부산대학교 도서관

Loss of function variants in PKP2 are associated with Arrhythmogenic Right Ventricular Cardiomyopathy (ARVC), but little is known about the consequences of PKP2 missense variation. We hypothesized that truncating variants in PKP2 are more likely to be associated with cardiomyopathy than missense, and that the pathogenicity of PKP2 missense variants varies by gene region. We assembled genetic tests from probands with variants in PKP2 and ARVC-relevant diagnoses from industry partners (N=176) and evaluated the proportion of probands with truncating (N=98) and missense (N=78) variants in this disease-associated population vs. the general population (represented by gnomAD: N=97 truncating; N=12408 missense).
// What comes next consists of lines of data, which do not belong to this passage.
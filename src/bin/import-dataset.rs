//! Copies a CSV dataset directory into a SQLite database for the
//! `DATA_BACKEND=sqlite` server mode.
//!
//! Run with: `DATA_DIR=data DATABASE_PATH=ratings.db cargo run --bin import-dataset`

use strength::{CsvDataProvider, RatingConfig, SqliteDataProvider};
use tracing_subscriber::EnvFilter;

fn main() -> Result<(), Box<dyn std::error::Error>> {
    let filter = EnvFilter::try_from_default_env().unwrap_or_else(|_| EnvFilter::new("info"));
    tracing_subscriber::fmt().with_env_filter(filter).compact().init();

    let config = RatingConfig::from_env()?;
    let source = CsvDataProvider::new(&config.data_dir)?;
    let mut target = SqliteDataProvider::new(&config.database_path)?;

    tracing::info!(
        data_dir = %config.data_dir.display(),
        database = %config.database_path.display(),
        "importing datasets"
    );
    let written = target.import_from(&source)?;
    tracing::info!(rows = written, "import finished");

    Ok(())
}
Truncating variants were enriched in the disease-associated population (OR=160.7, p<0.0001), while missense variants were not. To identify potential hotspots for pathogenic missense variation, we examined the proportion of probands with disease-associated vs. general population-associated missense variants within sliding windows across the length of the PKP2 transcript. We found 18 windows enriched for diseased probands with missense variants, one of which lies within a known functional domain (FDR=0.001, Figure 1). We then performed a variant-level analysis on independent publicly available databases of ARVC-associated variants (University Medical Center Groningen and ClinVar, N=44 vs. gnomAD, N=546), and found two of the same windows (FDR=0.2). Four out of six PKP2 missense variants listed as pathogenic in ClinVar fell within disease-associated windows. Truncating PKP2 variants are more likely to be associated with disease than missense variants. Examination of disease-associated regions of missense variation in PKP2 identified potential hotspots for pathogenicity. Future directions include further validation based on highly clinically adjudicated ARVC populations and in vitro examination of functional relevance of these domains.